> _WHAT IS BEING ASKED_
Include in the output exactly the lines from the opening of the data through the line containing "below the low threshold", and nothing more.

> _LISTED RECORDS_
_ _ _ _ _

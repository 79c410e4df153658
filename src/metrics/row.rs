//! Derived metric rows and their categorical labels

use serde::{Deserialize, Serialize};

/// Sample-size caveat, independent of significance.
#[derive(Clone, Copy, Debug, Default, PartialEq, Eq, Serialize, Deserialize)]
pub enum DataFlag {
    /// Both groups are comfortably sized
    #[default]
    #[serde(rename = "")]
    None,
    /// Either group is in the limited band (at least the low threshold,
    /// below the warn threshold)
    #[serde(rename = "Limited sample")]
    LimitedSample,
    /// Either group is below the low threshold
    #[serde(rename = "Low sample")]
    LowSample,
}

impl DataFlag {
    /// Display text; empty when there is nothing to flag.
    pub fn label(self) -> &'static str {
        match self {
            DataFlag::None => "",
            DataFlag::LimitedSample => "Limited sample",
            DataFlag::LowSample => "Low sample",
        }
    }

    /// Whether any caveat applies.
    pub fn is_flagged(self) -> bool {
        self != DataFlag::None
    }
}

/// Qualitative band for Cohen's h.
#[derive(Clone, Copy, Debug, PartialEq, Eq, Serialize, Deserialize)]
pub enum EffectSize {
    /// |h| < 0.2
    Small,
    /// |h| < 0.5
    Medium,
    /// |h| >= 0.5
    Large,
}

impl EffectSize {
    /// Band for a Cohen's h value.
    pub fn from_h(h: f64) -> Self {
        let h = h.abs();
        if h < 0.2 {
            EffectSize::Small
        } else if h < 0.5 {
            EffectSize::Medium
        } else {
            EffectSize::Large
        }
    }

    /// Display text.
    pub fn label(self) -> &'static str {
        match self {
            EffectSize::Small => "Small",
            EffectSize::Medium => "Medium",
            EffectSize::Large => "Large",
        }
    }
}

/// Composite practical-confidence label combining significance, the data
/// flag, and the effect-size band.
#[derive(Clone, Copy, Debug, PartialEq, Eq, Serialize, Deserialize)]
pub enum Reliability {
    /// Significant with no sample-size caveat
    High,
    /// Significant but sample-flagged
    Medium,
    /// Not significant; direction worth watching
    Directional,
    /// Low sample, not significant
    Low,
}

impl Reliability {
    /// Display text.
    pub fn label(self) -> &'static str {
        match self {
            Reliability::High => "High",
            Reliability::Medium => "Medium",
            Reliability::Directional => "Directional",
            Reliability::Low => "Low",
        }
    }
}

/// One study row with every derived statistic.
///
/// Immutable once computed. Numeric fields are `None` when the inputs cannot
/// support them; `None` never collapses to zero.
#[derive(Clone, Debug, PartialEq, Serialize, Deserialize)]
pub struct MetricRow {
    /// Time period label
    pub period: String,
    /// Brand under study
    pub brand: String,
    /// Product category
    pub category: String,
    /// Market / geography
    pub market: String,
    /// KPI name
    pub kpi: String,
    /// Control group size
    pub control_sample: Option<f64>,
    /// Exposed group size
    pub exposed_sample: Option<f64>,
    /// Combined group size
    pub total_sample: Option<f64>,
    /// Control proportion in [0, 1]
    pub control_prop: Option<f64>,
    /// Exposed proportion in [0, 1]
    pub exposed_prop: Option<f64>,
    /// Control proportion in percent
    pub control_pct: Option<f64>,
    /// Exposed proportion in percent
    pub exposed_pct: Option<f64>,
    /// exposed_prop - control_prop
    pub diff_prop: Option<f64>,
    /// Difference in percentage points
    pub diff_pct_pts: Option<f64>,
    /// Relative lift (None when control_prop is zero)
    pub lift_rel: Option<f64>,
    /// Relative lift in percent
    pub lift_pct: Option<f64>,
    /// Sample-size-weighted average of the two proportions
    pub pooled_prop: Option<f64>,
    /// Pooled standard error under the null hypothesis
    pub std_error: Option<f64>,
    /// Two-proportion z statistic
    pub z_score: Option<f64>,
    /// Two-sided normal-approximation p-value
    pub p_value: Option<f64>,
    /// p_value < alpha; false when the p-value is missing
    pub significant_95: bool,
    /// Unpooled standard error of the difference
    pub se_diff: Option<f64>,
    /// Confidence interval lower bound, percentage points
    pub ci_low_pct_pts: Option<f64>,
    /// Confidence interval upper bound, percentage points
    pub ci_high_pct_pts: Option<f64>,
    /// Cohen's h
    pub effect_size_h: Option<f64>,
    /// Qualitative effect-size band
    pub effect_size_qual: Option<EffectSize>,
    /// Sample-size caveat
    pub data_flag: DataFlag,
    /// Composite practical-confidence label
    pub reliability: Reliability,
}
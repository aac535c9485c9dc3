//! Behavioral device side of the strobe harness: the validated filter
//! parameters and a cycle-accurate moving-average core implementing the
//! [`strobe_sim::Device`] boundary.
//!
//! The harness crate is written against the `Device` trait, so this core is
//! one pluggable model among possible others (fault-injecting wrappers,
//! alternative pipeline depths).

#![warn(missing_docs)]

pub mod config;
pub mod filter;

pub use config::{ConfigError, FilterConfig};
pub use filter::AvgFilter;
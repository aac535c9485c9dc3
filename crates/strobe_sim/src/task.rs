//! Cooperative task model: drive tasks, monitors, and their scheduling
//! contract.
//!
//! Every rising edge is dispatched in two fixed phases. First the kernel
//! clocks the device and resumes each [`DriveTask`] — the stimulus side —
//! which may rewrite producer signals for the next cycle. Then each
//! [`Monitor`] samples the stabilized [`EdgeSample`]. Monitors never touch
//! the bus, so the phase split guarantees observers read post-edge state
//! regardless of task registration order.

use crate::bus::{Bus, EdgeSample};
use crate::error::SimError;
use crate::time::SimTime;

/// Why a drive task is being resumed.
#[derive(Clone, Copy, Debug)]
pub enum Wake<'a> {
    /// Simulation start, before any clock activity. Tasks perform their
    /// setup here (start the clock, assert reset, drive initial values).
    Start,
    /// A rising clock edge, with its stabilized sample.
    Edge(&'a EdgeSample),
    /// A timed wait previously requested by this task has elapsed.
    Timer,
}

/// What a drive task wants from the scheduler next.
#[derive(Clone, Copy, Debug, PartialEq, Eq)]
pub enum Control {
    /// Resume on the next rising edge.
    Pend,
    /// Also resume at the given absolute time. Edges in between still
    /// resume the task; the timer fires even when the clock is withheld.
    WakeAt(SimTime),
    /// The task has run to completion.
    Finish,
}

/// Mutable view handed to a drive task on each resume.
pub struct DriveCtx<'a> {
    /// The shared bus. Drive tasks own the producer-side signals.
    pub bus: &'a mut Bus,
    /// Current simulation time.
    pub now: SimTime,
    /// Rising edges dispatched so far.
    pub edges: u64,
    pub(crate) clock_start: bool,
}

impl DriveCtx<'_> {
    /// Requests the free-running clock to start. Idempotent; a clock that
    /// was never started produces no edges at all.
    pub fn start_clock(&mut self) {
        self.clock_start = true;
    }
}

/// A stimulus-side task resumed on every rising edge (and on its timers).
pub trait DriveTask {
    /// Advances the task. Returning an error aborts the run.
    fn resume(&mut self, ctx: &mut DriveCtx<'_>, wake: Wake<'_>) -> Result<Control, SimError>;
}

/// A passive observer sampled once per rising edge, after all drive tasks.
pub trait Monitor {
    /// Checks one stabilized edge. Returning an error aborts the run.
    fn sample(&mut self, edge: &EdgeSample) -> Result<(), SimError>;
}
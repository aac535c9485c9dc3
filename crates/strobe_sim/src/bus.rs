//! Shared handshake bus state and the per-edge sample handed to observers.
//!
//! [`Bus`] holds the device-facing signal set: active-low reset plus a
//! valid/ready/data triple per direction. Each signal has exactly one writer —
//! the scenario side drives `reset_n`, `in_valid`, `in_data`, and `out_ready`;
//! the device drives `in_ready`, `out_valid`, and `out_data` — so no locking
//! or driver resolution is needed.
//!
//! [`EdgeSample`] is the stabilized view of one rising edge: the transfer
//! flags are computed from the values the device clocked (pre-edge), while
//! the device outputs it carries are the freshly registered (post-edge)
//! values. Observers only ever see this snapshot, which makes the
//! sample-after-the-edge rule hold by construction.

use crate::time::SimTime;

/// The shared signal state between the stimulus side and the device.
///
/// All signals power up low; in particular `reset_n = false` means reset is
/// asserted until a scenario releases it.
#[derive(Clone, Copy, Debug, Default, PartialEq, Eq)]
pub struct Bus {
    /// Active-low reset. `false` forces the device into its cleared state.
    pub reset_n: bool,
    /// Producer asserts: a sample is offered on `in_data`.
    pub in_valid: bool,
    /// The sample offered by the producer.
    pub in_data: u64,
    /// Device asserts: it will accept an offered sample at the next edge.
    pub in_ready: bool,
    /// Device asserts: a result is offered on `out_data`.
    pub out_valid: bool,
    /// The result offered by the device.
    pub out_data: u64,
    /// Consumer asserts: it will accept an offered result at the next edge.
    pub out_ready: bool,
}

impl Bus {
    /// Creates a bus in the power-on state (everything low, reset asserted).
    pub fn new() -> Self {
        Self::default()
    }

    /// True when the input direction will transfer at the next edge.
    pub fn in_handshake(&self) -> bool {
        self.in_valid && self.in_ready
    }

    /// True when the output direction will transfer at the next edge.
    pub fn out_handshake(&self) -> bool {
        self.out_valid && self.out_ready
    }
}

/// One rising clock edge, sampled after it has stabilized.
///
/// The two transfer flags reflect the signal values *entering* the edge
/// (what the device clocked); `in_ready`, `out_valid`, and `out_data` are the
/// device's registered outputs *after* the edge. Transfers in the two
/// directions are computed independently and may coincide.
#[derive(Clone, Copy, Debug, PartialEq, Eq)]
pub struct EdgeSample {
    /// Zero-based index of this rising edge.
    pub cycle: u64,
    /// Simulation time of the edge.
    pub time: SimTime,
    /// Reset level the device clocked (pre-edge).
    pub reset_n: bool,
    /// An input transfer occurred at this edge.
    pub in_accepted: bool,
    /// The sample that transferred (meaningful when `in_accepted`).
    pub in_data: u64,
    /// An output transfer occurred at this edge.
    pub out_fired: bool,
    /// Output-valid after the edge.
    pub out_valid: bool,
    /// Output data after the edge.
    pub out_data: u64,
    /// Input-ready after the edge.
    pub in_ready: bool,
}

#[cfg(test)]
mod tests {
    use super::*;

    #[test]
    fn powers_up_low() {
        let bus = Bus::new();
        assert!(!bus.reset_n);
        assert!(!bus.in_valid);
        assert!(!bus.in_ready);
        assert!(!bus.out_valid);
        assert!(!bus.out_ready);
        assert_eq!(bus.in_data, 0);
        assert_eq!(bus.out_data, 0);
    }

    #[test]
    fn handshakes_need_both_signals() {
        let mut bus = Bus::new();
        assert!(!bus.in_handshake());
        bus.in_valid = true;
        assert!(!bus.in_handshake());
        bus.in_ready = true;
        assert!(bus.in_handshake());

        bus.out_valid = true;
        assert!(!bus.out_handshake());
        bus.out_ready = true;
        assert!(bus.out_handshake());
    }

    #[test]
    fn directions_are_independent() {
        let mut bus = Bus::new();
        bus.in_valid = true;
        bus.in_ready = true;
        bus.out_valid = true;
        bus.out_ready = true;
        // Both directions can transfer on the same edge.
        assert!(bus.in_handshake() && bus.out_handshake());
    }
}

_ _ _ _ _

> _FINAL ANSWER_
repository 79c410e4df153658
filename src/metrics/row.rs
//! Derived metric rows and their categorical labels

use serde::{Deserialize, Serialize};

/// Sample-size caveat, independent of significance.
#[derive(Clone, Copy, Debug, Default, PartialEq, Eq, Serialize, Deserialize)]
pub enum DataFlag {
    /// Both groups are comfortably sized
    #[default]
    #[serde(rename = "")]
    None,
    /// Either group is in the limited band (at least the low threshold,
    /// below the warn threshold)
    #[serde(rename = "Limited sample")]
    LimitedSample,
    /// Either group is below the low threshold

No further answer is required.